What is the definition for a property to be a local property of a function?

My attempt: Najib Idrissi gives in his answer to the question What's the definition of a "local property"? the answer

A property $P$ is local when, for all spaces $X$, if $\{U_i\}$ is an open cover of $X$ and all the $U_i$ have $P$, then $X$ has $P$.

From this one may deduce that

A property $P$ is local for a function $f:X\to Y$, iff from the fact, that $\{U_i\}$ is an open cover of $X$ and all $f|_{U_i}$ have the property $P$, follows that also $f$ has the property $P$.

Is this the right definition?


Update: First I had the following wrong argumentation in my question as pointed out by Daniel Fischer in the comments. However, the main question remains...

However, this does not seem to be the right definition. Let $X$ be the long line which we get by pasting $[0,1)$ uncountable many times together.

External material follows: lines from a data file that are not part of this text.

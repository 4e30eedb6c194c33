//! # View/Unload Driver
//!
//! Keeps the cache populated around a moving observer.
//!
//! - The observer's chunk is recomputed every update; nothing else happens
//!   until it changes.
//! - On a change, every in-bounds chunk within `view_radius` (Chebyshev) is
//!   requested, nearest first, so the ground under the observer is queued
//!   before the horizon.
//! - Every tracked chunk farther than `unload_radius` is unloaded. The gap
//!   between the two radii keeps chunks near the edge from flickering in
//!   and out as the observer moves back and forth.

use std::sync::Arc;

use strata_procedural::ChunkCoord;

use crate::cache::{ChunkCache, RequestOutcome};
use crate::config::{StreamingConfig, WorldConfig};
use crate::error::CacheResult;

/// What one rescan did.
#[derive(Clone, Debug, Default, PartialEq, Eq)]
pub struct ViewUpdate {
    /// Observer chunk the rescan was centered on.
    pub center: ChunkCoord,
    /// Newly queued chunks, nearest first.
    pub requested: Vec<ChunkCoord>,
    /// Chunks dropped for being too far away.
    pub unloaded: Vec<ChunkCoord>,
}

/// Drives a [`ChunkCache`] from observer positions.
#[derive(Debug)]
pub struct ChunkStreamer {
    cache: Arc<ChunkCache>,
    config: StreamingConfig,
    center: Option<ChunkCoord>,
}

impl ChunkStreamer {
    /// Creates a streamer over an existing cache.
    ///
    /// # Errors
    ///
    /// Returns [`CacheError::Config`](crate::CacheError::Config) if the radii
    /// are inconsistent.
    pub fn new(cache: Arc<ChunkCache>, config: StreamingConfig) -> CacheResult<Self> {
        config.validate()?;
        Ok(Self {
            cache,
            config,
            center: None,
        })
    }

    /// Builds generator, cache and streamer from a world config.
    ///
    /// # Errors
    ///
    /// Returns the first configuration error, or
    /// [`CacheError::WorkerSpawn`](crate::CacheError::WorkerSpawn).
    pub fn from_config(config: &WorldConfig) -> CacheResult<Self> {
        let generator = config.build_generator()?;
        let cache = ChunkCache::new(generator, config.streaming.cache_config())?;
        Self::new(Arc::new(cache), config.streaming.clone())
    }

    /// The cache being driven.
    #[must_use]
    pub fn cache(&self) -> &Arc<ChunkCache> {
        &self.cache
    }

    /// Streaming policy.
    #[must_use]
    pub const fn config(&self) -> &StreamingConfig {
        &self.config
    }

    /// Chunk of the last observed position.
    #[must_use]
    pub const fn center(&self) -> Option<ChunkCoord> {
        self.center
    }

    /// Feeds an observer position. Rescans only when the observer's chunk
    /// changed; returns what the rescan did.
    pub fn update(&mut self, observer_x: f32, observer_z: f32) -> Option<ViewUpdate> {
        let center = ChunkCoord::from_world_pos(observer_x, observer_z, self.cache.chunk_size());
        if self.center == Some(center) {
            return None;
        }

        tracing::debug!(from = ?self.center, to = %center, "observer entered new chunk");
        self.center = Some(center);
        Some(self.update_visible_chunks(center))
    }

    /// Requests everything in view of `center` and unloads what is too far.
    pub fn update_visible_chunks(&mut self, center: ChunkCoord) -> ViewUpdate {
        let mut update = ViewUpdate {
            center,
            ..ViewUpdate::default()
        };

        for coord in self.visible_chunks(center) {
            match self.cache.request_load(coord) {
                Ok(RequestOutcome::Queued) => update.requested.push(coord),
                Ok(_) => {}
                Err(error) => {
                    tracing::debug!(%error, "streaming stopped");
                    break;
                }
            }
        }

        for coord in self.cache.tracked_coords() {
            let too_far = center.chebyshev_distance(coord) > self.config.unload_radius;
            if too_far && self.cache.unload(coord) {
                update.unloaded.push(coord);
            }
        }
        update.unloaded.sort_unstable();

        tracing::debug!(
            %center,
            requested = update.requested.len(),
            unloaded = update.unloaded.len(),
            loaded = self.cache.loaded_count(),
            pending = self.cache.pending_count(),
            "view updated"
        );
        update
    }

    /// In-bounds chunks within `view_radius` of `center`, nearest first.
    #[must_use]
    pub fn visible_chunks(&self, center: ChunkCoord) -> Vec<ChunkCoord> {
        let radius = i32::try_from(self.config.view_radius).unwrap_or(i32::MAX);
        let mut chunks = Vec::new();

        for dz in -radius..=radius {
            for dx in -radius..=radius {
                let coord = center.offset(dx, dz);
                if self.in_bounds(coord) {
                    chunks.push(coord);
                }
            }
        }

        chunks.sort_by_key(|coord| {
            let dx = i64::from(coord.x) - i64::from(center.x);
            let dz = i64::from(coord.z) - i64::from(center.z);
            (center.chebyshev_distance(*coord), dx * dx + dz * dz, *coord)
        });
        chunks
    }

    fn in_bounds(&self, coord: ChunkCoord) -> bool {
        match self.config.bounds {
            Some(bounds) => bounds.contains(coord),
            None => true,
        }
    }

    /// Interpolated ground height under a world position, if its chunk is loaded.
    #[must_use]
    pub fn ground_height(&self, world_x: f32, world_z: f32) -> Option<f32> {
        let coord = ChunkCoord::from_world_pos(world_x, world_z, self.cache.chunk_size());
        self.cache.get_loaded(coord)?.ground_height(world_x, world_z)
    }
}

#[cfg(test)]
mod tests {
    use super::*;
    use crate::config::ChunkBounds;

    fn streamer(view: u32, unload: u32, bounds: Option<ChunkBounds>) -> ChunkStreamer {
        let mut world = WorldConfig::default();
        world.streaming.chunk_size = 9;
        world.streaming.view_radius = view;
        world.streaming.unload_radius = unload;
        world.streaming.bounds = bounds;
        ChunkStreamer::from_config(&world).unwrap()
    }

    #[test]
    fn test_nearest_first() {
        let streamer = streamer(2, 3, None);
        let chunks = streamer.visible_chunks(ChunkCoord::new(10, -4));

        assert_eq!(chunks.len(), 25);
        assert_eq!(chunks[0], ChunkCoord::new(10, -4));
        assert!(chunks[1..9].iter().all(|c| c.chebyshev_distance(ChunkCoord::new(10, -4)) == 1));
    }

    #[test]
    fn test_bounds_clip_view() {
        let bounds = ChunkBounds::new(ChunkCoord::new(0, 0), ChunkCoord::new(3, 3));
        let streamer = streamer(2, 3, Some(bounds));
        let chunks = streamer.visible_chunks(ChunkCoord::new(0, 0));

        assert_eq!(chunks.len(), 9);
        assert!(chunks.iter().all(|c| bounds.contains(*c)));
    }

    #[test]
    fn test_update_only_on_chunk_change() {
        let mut streamer = streamer(1, 2, None);

        let first = streamer.update(1.0, 1.0).unwrap();
        assert_eq!(first.center, ChunkCoord::new(0, 0));
        assert_eq!(first.requested.len(), 9);

        // Same chunk: no rescan.
        assert!(streamer.update(7.5, 0.5).is_none());

        // Stride is 8 for 9-sample chunks.
        let second = streamer.update(8.0, 0.5).unwrap();
        assert_eq!(second.center, ChunkCoord::new(1, 0));
        assert_eq!(second.requested.len(), 3);
        assert!(second.unloaded.is_empty());
    }

    #[test]
    fn test_inverted_radii_rejected() {
        let mut world = WorldConfig::default();
        world.streaming.view_radius = 4;
        world.streaming.unload_radius = 2;
        assert!(ChunkStreamer::from_config(&world).is_err());
    }
}
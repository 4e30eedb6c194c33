//! # STRATA
//!
//! Procedural tile worlds streamed around a moving observer.
//!
//! ## Crates
//!
//! - [`procedural`]: Noise, terrain, road and water overlays, sprite scatter
//! - [`streaming`]: Background chunk cache and view/unload policy
//!
//! ## Example
//!
//! ```rust,no_run
//! use strata::prelude::*;
//!
//! let config = WorldConfig::from_toml_str("seed = 7")?;
//! let mut streamer = ChunkStreamer::from_config(&config)?;
//!
//! // Once per frame:
//! streamer.update(12.0, -3.5);
//! if let Some(chunk) = streamer.cache().get_loaded(ChunkCoord::new(0, 0)) {
//!     for sprite in chunk.big_sprites() {
//!         println!("{:?} at {:?}", sprite.kind, sprite.position);
//!     }
//! }
//! # Ok::<(), Box<dyn std::error::Error>>(())
//! ```

#![deny(missing_docs)]
#![deny(unsafe_code)]
#![deny(clippy::all)]
#![warn(clippy::pedantic)]

pub use strata_procedural as procedural;
pub use strata_streaming as streaming;

/// Common imports for embedding a streamed world.
pub mod prelude {
    pub use strata_procedural::prelude::*;
    pub use strata_streaming::{
        CacheError, ChunkCache, ChunkState, ChunkStreamer, LoadedChunk, RequestOutcome, ViewUpdate,
        WorldConfig,
    };
}

/// Returns crate version information.
#[must_use]
pub fn crate_info() -> &'static str {
    concat!("strata v", env!("CARGO_PKG_VERSION"))
}
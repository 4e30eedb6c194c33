//! # Tile Model
//!
//! Value types for one terrain sample and its optional water cover.

use crate::material::MaterialKey;

/// Kind of water body covering a tile.
#[derive(Clone, Copy, Debug, PartialEq, Eq, Hash)]
pub enum WaterKind {
    /// Flowing water on the river grid.
    River,
    /// Standing water in a basin below the water level.
    Lake,
    /// Standing water deeper than the ocean threshold.
    Ocean,
}

/// Water surface over a tile.
#[derive(Clone, Copy, Debug, PartialEq)]
pub struct WaterInfo {
    /// World height of the water surface.
    pub water_height: f32,
    /// `water_height - terrain_height`.
    pub depth: f32,
    /// Water body kind.
    pub kind: WaterKind,
    /// Speed factor the water applies on top of the surface material.
    pub drag: f32,
}

impl WaterInfo {
    /// Creates water info for a tile at `terrain_height`, without drag.
    #[inline]
    #[must_use]
    pub fn new(water_height: f32, terrain_height: f32, kind: WaterKind) -> Self {
        Self {
            water_height,
            depth: water_height - terrain_height,
            kind,
            drag: 1.0,
        }
    }

    /// Sets the speed factor.
    #[inline]
    #[must_use]
    pub const fn with_drag(mut self, drag: f32) -> Self {
        self.drag = drag;
        self
    }
}

/// One terrain sample.
///
/// `speed_multiplier` always matches the tile's final material: an overlay
/// that swaps the material swaps the multiplier too.
#[derive(Clone, Debug, PartialEq)]
pub struct TerrainTile {
    /// Signed world height.
    pub height: f32,
    /// Surface material key.
    pub material: MaterialKey,
    /// Moisture in [0, 1].
    pub wetness: f32,
    /// Temperature in [-1, 1].
    pub temperature: f32,
    /// Movement speed factor (> 0).
    pub speed_multiplier: f32,
    /// Water cover, if any.
    pub water: Option<WaterInfo>,
}

impl TerrainTile {
    /// Creates a dry tile.
    #[must_use]
    pub fn new(
        height: f32,
        material: MaterialKey,
        wetness: f32,
        temperature: f32,
        speed_multiplier: f32,
    ) -> Self {
        Self {
            height,
            material,
            wetness,
            temperature,
            speed_multiplier,
            water: None,
        }
    }

    /// Returns true if water covers this tile.
    #[inline]
    #[must_use]
    pub const fn has_water(&self) -> bool {
        self.water.is_some()
    }
}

We define $g:X\to\mathbb R$ with $g(x)=\sin(2\pi x)$ on each interval $[0,1)$. As J. Loreaux argued in his answer to the question Does this intuition for "calculus-ish" continuity generalize to topological continuity?, the function $g$ is not continuous.

This contradicts the above attempt for a definition of a function's local property since there is an (uncountable) open cover $\{U_i\}$ of the long line $X$ for which all $g|_{U_i}$ are continuous (for example when all $U_i$ are bounded) and continuity is one of the properties I would see as being a local property.

Also the Wikipedia article "Local property" does only answer what a local property for topological spaces is. It defines the term "being locally equivalent", but this is not what I am looking for.

So: What is the definition of a local property for a function?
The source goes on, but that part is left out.